Kindles and Nooks. Give me paper.
Jogging. Your heart is only good for X number of beats. Why speed it up?
ipads. I have one, but the earbuds suck donkey dick.
The Heisman Trophy. Big deal. 9 times out of 10, the winners sucks ass in the NFL if he even gets that far.
I’ll join you in the Harley Davidson hatred. “Fucking noisy” is right.
You forgot to tell the kids to get offa your lawn.
The ones I see all seem to have defective mufflers. Must use cheap foreign parts.
Network TV
Gambling
“Big-time” sports.
I am somewhat bemused by Truck Nuts. I’ve seen them on trucks. Now, maybe it’s an ironic statement in some cases, but I think that most of them are actually proclamations of the driver’s masculinity.
Also, I don’t get traveling for pleasure. Especially today. I might travel to go to a specific event, or to see specific people. But I really DON’T want to just travel. I don’t even want to do a lot of driving around looking at the Xmas lights.
Cola.
Every once in a great while I’ll take a taste of Coke or Pepsi and think, “Really? People actually like this stuff? They enjoy it more than all sorts of other things they could be drinking, to the point where it’s the ubiquitous default drink? Surely all the advertising must have brainwashed them.”

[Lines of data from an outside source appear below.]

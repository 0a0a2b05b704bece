//! The shader cache artifact.
//!
//! A cache file carries one entry per unique shader container plus two
//! Zstandard-compressed sections, one with every DXIL blob and one with
//! every SPIR-V blob. Entries are keyed by the xxHash3 of the exact
//! container bytes; containers hashing equal share an entry.

use std::io;

use bytes::{Buf, BufMut};
use thiserror::Error;
use tracing::debug;
use xxhash_rust::xxh3::xxh3_64;

pub const MAGIC: [u8; 4] = *b"XSC1";

/// Zstandard level used for both sections.
const COMPRESSION_LEVEL: i32 = 22;

pub trait Encode {
    fn encode<B>(&self, buf: B)
    where
        B: BufMut;
}

pub trait Decode: Sized {
    type Error;

    fn decode<B>(buf: B) -> Result<Self, Self::Error>
    where
        B: Buf;
}

#[derive(Debug, Error)]
pub enum Error {
    #[error("unexpected eof reading {0}")]
    Eof(&'static str),
    #[error("bad cache magic")]
    BadMagic,
    #[error("compressed section: {0}")]
    Compression(#[from] io::Error),
}

/// One shader in the cache.
#[derive(Copy, Clone, Debug, Default, PartialEq, Eq)]
pub struct ShaderCacheEntry {
    pub hash: u64,
    pub dxil_offset: u32,
    pub dxil_size: u32,
    pub spirv_offset: u32,
    pub spirv_size: u32,
    pub spec_constants_mask: u32,
}

impl Encode for ShaderCacheEntry {
    fn encode<B>(&self, mut buf: B)
    where
        B: BufMut,
    {
        buf.put_u64_le(self.hash);
        buf.put_u32_le(self.dxil_offset);
        buf.put_u32_le(self.dxil_size);
        buf.put_u32_le(self.spirv_offset);
        buf.put_u32_le(self.spirv_size);
        buf.put_u32_le(self.spec_constants_mask);
    }
}

impl Decode for ShaderCacheEntry {
    type Error = Error;

    fn decode<B>(mut buf: B) -> Result<Self, Self::Error>
    where
        B: Buf,
    {
        if buf.remaining() < 28 {
            return Err(Error::Eof("shader cache entry"));
        }

        Ok(Self {
            hash: buf.get_u64_le(),
            dxil_offset: buf.get_u32_le(),
            dxil_size: buf.get_u32_le(),
            spirv_offset: buf.get_u32_le(),
            spirv_size: buf.get_u32_le(),
            spec_constants_mask: buf.get_u32_le(),
        })
    }
}

/// Accumulates compiled shaders and writes the final cache blob.
#[derive(Debug, Default)]
pub struct CacheBuilder {
    entries: Vec<ShaderCacheEntry>,
    dxil: Vec<u8>,
    spirv: Vec<u8>,
}

impl CacheBuilder {
    pub fn new() -> Self {
        Self::default()
    }

    /// Hash used for deduplication: xxHash3 of the exact container bytes.
    pub fn container_hash(container: &[u8]) -> u64 {
        xxh3_64(container)
    }

    pub fn contains(&self, hash: u64) -> bool {
        self.entries.iter().any(|entry| entry.hash == hash)
    }

    /// Inserts one compiled shader. Returns false when an entry with the
    /// same hash already exists.
    pub fn insert(&mut self, hash: u64, dxil: &[u8], spirv: &[u8], spec_constants_mask: u32) -> bool {
        if self.contains(hash) {
            debug!(hash, "skipping duplicate shader");
            return false;
        }

        self.entries.push(ShaderCacheEntry {
            hash,
            dxil_offset: self.dxil.len() as u32,
            dxil_size: dxil.len() as u32,
            spirv_offset: self.spirv.len() as u32,
            spirv_size: spirv.len() as u32,
            spec_constants_mask,
        });

        self.dxil.extend_from_slice(dxil);
        self.spirv.extend_from_slice(spirv);
        true
    }

    pub fn len(&self) -> usize {
        self.entries.len()
    }

    pub fn is_empty(&self) -> bool {
        self.entries.is_empty()
    }

    /// Compresses both sections and encodes the cache file.
    pub fn finish(self) -> Result<Vec<u8>, Error> {
        let dxil = zstd::bulk::compress(&self.dxil, COMPRESSION_LEVEL)?;
        let spirv = zstd::bulk::compress(&self.spirv, COMPRESSION_LEVEL)?;

        let mut out = Vec::with_capacity(32 + self.entries.len() * 28 + dxil.len() + spirv.len());

        out.put_slice(&MAGIC);
        out.put_u32_le(self.entries.len() as u32);
        out.put_u32_le(dxil.len() as u32);
        out.put_u32_le(self.dxil.len() as u32);
        out.put_u32_le(spirv.len() as u32);
        out.put_u32_le(self.spirv.len() as u32);

        for entry in &self.entries {
            entry.encode(&mut out);
        }

        out.put_slice(&dxil);
        out.put_slice(&spirv);

        Ok(out)
    }
}

/// Decoded view of a cache file with decompressed sections.
#[derive(Clone, Debug)]
pub struct ShaderCache {
    pub entries: Vec<ShaderCacheEntry>,
    pub dxil: Vec<u8>,
    pub spirv: Vec<u8>,
}

impl ShaderCache {
    pub fn decode(bytes: &[u8]) -> Result<Self, Error> {
        let mut buf = bytes;

        if buf.remaining() < 24 {
            return Err(Error::Eof("cache header"));
        }

        let mut magic = [0; 4];
        buf.copy_to_slice(&mut magic);
        if magic != MAGIC {
            return Err(Error::BadMagic);
        }

        let count = buf.get_u32_le() as usize;
        let dxil_compressed = buf.get_u32_le() as usize;
        let dxil_size = buf.get_u32_le() as usize;
        let spirv_compressed = buf.get_u32_le() as usize;
        let spirv_size = buf.get_u32_le() as usize;

        let mut entries = Vec::with_capacity(count);
        for _ in 0..count {
            entries.push(ShaderCacheEntry::decode(&mut buf)?);
        }

        if buf.remaining() < dxil_compressed + spirv_compressed {
            return Err(Error::Eof("cache sections"));
        }

        let dxil = zstd::bulk::decompress(&buf[..dxil_compressed], dxil_size)?;
        buf.advance(dxil_compressed);
        let spirv = zstd::bulk::decompress(&buf[..spirv_compressed], spirv_size)?;

        Ok(Self {
            entries,
            dxil,
            spirv,
        })
    }

    /// The DXIL blob of `entry`.
    pub fn dxil(&self, entry: &ShaderCacheEntry) -> &[u8] {
        &self.dxil[entry.dxil_offset as usize..(entry.dxil_offset + entry.dxil_size) as usize]
    }

    /// The SPIR-V blob of `entry`.
    pub fn spirv(&self, entry: &ShaderCacheEntry) -> &[u8] {
        &self.spirv[entry.spirv_offset as usize..(entry.spirv_offset + entry.spirv_size) as usize]
    }
}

They can stay on my lawn as long as they pull weeds. Little whippersnappers.
I don’t understand tea with milk and sugar. Why would you want to do that? Milk in tea tastes like vomit to me.
I only like tea with lemon and some sugar.
Beer, fish, mushrooms, “reality” TV, sports (except for Colts football an the Olympics and equestrian stuff), Twilight.
Television/Cable/Satellite programming. I haven’t watched it in over 10 years. Which means over the last 10 years I have not seen a sports program, American Idol, a reality show, or the shows *24 *and House.
Sports (except for a few Olympic events)
Alcohol (especially beer)
Religion
Children
We can not have a cola together, Thudlow Boink.
I’ve often imagined people should say, “Can I offer you a black, gassy, chemical-tasting liquid with a Burp Factor of 98%?”